Dernière mise à jour : 3 mai


"Je contemplais ce paysage étrange, perdu dans une rêverie dont je n'étais plus le maître. Je me soûlais de sa beauté profonde, et cette vie débordante des choses et des êtres, cette orgie des plantes dans la lumière et des bêtes dans la liberté m'apparaissait comme une fin sublime des destinées terrestres."

Thomas Edwin Mostyn (1864-1930), Memory's Garden


Une forêt vierge

Nouvelle d'Armand Silvestre publiée dans Les Mélancolies d'un joyeux, 1883



I



C'était par un temps pareil à celui que nous avons en ce moment, il y a un an de cela. J'étais allé passer les premiers jours dorés de l'automne chez un ami d'enfance que nous appellerons Philippe, si vous voulez bien, à quinze lieues de Paris, dans une de ces propriétés bourgeoisement charmantes qui, entre Corbeil et Melun, bordent la Seine de leurs bâtisses régulières et de leurs jardins en pente douce. Nous causions depuis une heure sous un berceau de chèvre-feuille, hélas ! défleuri, et j'avais à la main un volume de Bernardin de Saint-Pierre. Car j'ai la faiblesse d'aimer ce Rousseau minuscule, moins grand écrivain que l'autre, mais plus sincère.

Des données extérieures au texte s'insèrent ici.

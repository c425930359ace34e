//! Toom-Cook-4 squaring and Toom-Cook-4.5 multiplication.
//!
//! Operands split four ways become cubic polynomials; the degree-6 product
//! is recovered from seven pointwise values. Squaring evaluates at
//! {0, 1, -1, 2, -2, -1/2, inf}; multiplication uses the symmetric
//! half-point set {0, 1, -1, 2, -2, 1/2, -1/2} with no point at infinity.
//! Half-point evaluations are scaled by 2^3, so every pointwise product is
//! the integer 2^6 * C(+-1/2), and all interpolation divisions (by 2, 3,
//! 4, 5, 12, 15) are exact.

use super::{compose, dispatch, split, toom3};
use crate::bigint::BigInt;

/// Values of a 4-part polynomial at {1, -1, 2, -2} and the scaled half
/// points 8*A(1/2), 8*A(-1/2).
struct Eval4 {
    a1: BigInt,
    am1: BigInt,
    a2: BigInt,
    am2: BigInt,
    ah: BigInt,
    amh: BigInt,
}

fn evaluate(p: &[BigInt]) -> Eval4 {
    let e = &p[0] + &p[2];
    let o = &p[1] + &p[3];
    let a1 = &e + &o;
    let am1 = &e - &o;

    let mut e2 = p[2].mul_small(4);
    e2 += &p[0];
    let mut o2 = p[1].mul_small(2);
    o2 += &p[3].mul_small(8);
    let a2 = &e2 + &o2;
    let am2 = &e2 - &o2;

    // 8*A(1/2) = 8*p0 + 4*p1 + 2*p2 + p3
    let mut eh = p[0].mul_small(8);
    eh += &p[2].mul_small(2);
    let mut oh = p[1].mul_small(4);
    oh += &p[3];
    let ah = &eh + &oh;
    let amh = &eh - &oh;

    Eval4 { a1, am1, a2, am2, ah, amh }
}

/// Shared solve for the odd coefficients z1, z3, z5 from
/// s1 = z1+z3+z5, s2 = z1+4*z3+16*z5, s3 = 16*z1+4*z3+z5.
fn solve_odd(s1: &BigInt, s2: BigInt, s3: BigInt) -> (BigInt, BigInt, BigInt) {
    let mut u = s2;
    u -= s1;
    u.div_small_exact_assign(3); // z3 + 5*z5

    let mut v = s1.mul_small(16);
    v -= &s3;
    v.div_small_exact_assign(3); // 4*z3 + 5*z5

    let mut z3 = v;
    z3 -= &u;
    z3.div_small_exact_assign(3);

    let mut z5 = u;
    z5 -= &z3;
    z5.div_small_exact_assign(5);

    let mut z1 = s1.clone();
    z1 -= &z3;
    z1 -= &z5;
    (z1, z3, z5)
}

/// Recovers the seven product coefficients for the multiplication point
/// set {0, 1, -1, 2, -2, 1/2, -1/2}; `wp`/`wm` are 2^6 * C(+-1/2).
pub(crate) fn interpolate_mul(
    v0: BigInt,
    v1: BigInt,
    vm1: BigInt,
    v2: BigInt,
    vm2: BigInt,
    wp: BigInt,
    wm: BigInt,
) -> [BigInt; 7] {
    let mut e1 = &v1 + &vm1;
    e1.div_small_exact_assign(2);
    e1 -= &v0; // z2 + z4 + z6

    let mut e2 = &v2 + &vm2;
    e2.div_small_exact_assign(2);
    e2 -= &v0; // 4*z2 + 16*z4 + 64*z6

    let mut e3 = &wp + &wm;
    e3.div_small_exact_assign(2);
    e3 -= &v0.mul_small(64); // 16*z2 + 4*z4 + z6

    let mut alpha = e2;
    alpha -= &e1.mul_small(4);
    alpha.div_small_exact_assign(12); // z4 + 5*z6

    let mut beta = e1.mul_small(16);
    beta -= &e3;
    beta.div_small_exact_assign(3); // 4*z4 + 5*z6

    let mut z4 = beta;
    z4 -= &alpha;
    z4.div_small_exact_assign(3);
    let mut z6 = alpha;
    z6 -= &z4;
    z6.div_small_exact_assign(5);
    let mut z2 = e1;
    z2 -= &z4;
    z2 -= &z6;

    let mut s1 = &v1 - &vm1;
    s1.div_small_exact_assign(2); // z1 + z3 + z5
    let mut s2 = v2;
    s2 -= &vm2;
    s2.div_small_exact_assign(4); // z1 + 4*z3 + 16*z5
    let mut s3 = wp;
    s3 -= &wm;
    s3.div_small_exact_assign(4); // 16*z1 + 4*z3 + z5

    let (z1, z3, z5) = solve_odd(&s1, s2, s3);

    [v0, z1, z2, z3, z4, z5, z6]
}

/// Recovers the seven product coefficients for the squaring point set
/// {0, 1, -1, 2, -2, -1/2, inf}; `wm` is 2^6 * C(-1/2).
pub(crate) fn interpolate_sqr(
    v0: BigInt,
    v1: BigInt,
    vm1: BigInt,
    v2: BigInt,
    vm2: BigInt,
    wm: BigInt,
    vinf: BigInt,
) -> [BigInt; 7] {
    let mut p = &v1 + &vm1;
    p.div_small_exact_assign(2);
    p -= &v0;
    p -= &vinf; // z2 + z4

    let mut q = &v2 + &vm2;
    q.div_small_exact_assign(2);
    q -= &v0;
    q -= &vinf.mul_small(64);
    q.div_small_exact_assign(4); // z2 + 4*z4

    let mut z4 = q;
    z4 -= &p;
    z4.div_small_exact_assign(3);
    let mut z2 = p;
    z2 -= &z4;

    let mut s1 = &v1 - &vm1;
    s1.div_small_exact_assign(2); // z1 + z3 + z5
    let mut s2 = v2;
    s2 -= &vm2;
    s2.div_small_exact_assign(4); // z1 + 4*z3 + 16*z5

    // 64*z0 + 16*z2 + 4*z4 + z6 - wm = 2*(16*z1 + 4*z3 + z5)
    let mut s3 = v0.mul_small(64);
    s3 += &z2.mul_small(16);
    s3 += &z4.mul_small(4);
    s3 += &vinf;
    s3 -= &wm;
    s3.div_small_exact_assign(2);

    let (z1, z3, z5) = solve_odd(&s1, s2, s3);

    [v0, z1, z2, z3, z4, z5, vinf]
}

/// Multiplies two magnitudes by one Toom-4.5 step (symmetric half points,
/// no point at infinity).
///
/// Input signs are ignored; the result is non-negative.
#[must_use]
pub fn toom4h_mul(x: &BigInt, y: &BigInt) -> BigInt {
    let a = x.len().min(y.len()) / 4;
    if a == 0 {
        return toom3::toom3_mul(x, y);
    }
    let xs = split(x, a, 4);
    let ys = split(y, a, 4);
    let ex = evaluate(&xs);
    let ey = evaluate(&ys);

    let v0 = dispatch::mul(&xs[0], &ys[0]);
    let v1 = dispatch::mul(&ex.a1, &ey.a1);
    let vm1 = dispatch::mul(&ex.am1, &ey.am1);
    let v2 = dispatch::mul(&ex.a2, &ey.a2);
    let vm2 = dispatch::mul(&ex.am2, &ey.am2);
    let wp = dispatch::mul(&ex.ah, &ey.ah);
    let wm = dispatch::mul(&ex.amh, &ey.amh);

    compose(&interpolate_mul(v0, v1, vm1, v2, vm2, wp, wm), a)
}

/// Squares a magnitude by one Toom-4 step.
#[must_use]
pub fn toom4_sqr(x: &BigInt) -> BigInt {
    let a = x.len() / 4;
    if a == 0 {
        return toom3::toom3_sqr(x);
    }
    let xs = split(x, a, 4);
    let ex = evaluate(&xs);

    let v0 = dispatch::sqr(&xs[0]);
    let v1 = dispatch::sqr(&ex.a1);
    let vm1 = dispatch::sqr(&ex.am1);
    let v2 = dispatch::sqr(&ex.a2);
    let vm2 = dispatch::sqr(&ex.am2);
    let wm = dispatch::sqr(&ex.amh);
    let vinf = dispatch::sqr(&xs[3]);

    compose(&interpolate_sqr(v0, v1, vm1, v2, vm2, wm, vinf), a)
}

— Tu n'as jamais vu l'Amérique ? me demanda brusquement Philippe.

— Tu sais bien que non.

— Alors tu ne te fais aucune idée d'une forêt vierge ?

— Aucune que celle que donnent les admirables eaux-fortes de Bresdin.

— Serais-tu curieux d'en voir une tout de suite ?

— Tu veux rire !

— Je ne plaisante pas.

— Et où cela, je te prie ?

— A deux pas d'ici. Le temps d'aller chercher la clef de ce paradis dans ma chambre et nous partons.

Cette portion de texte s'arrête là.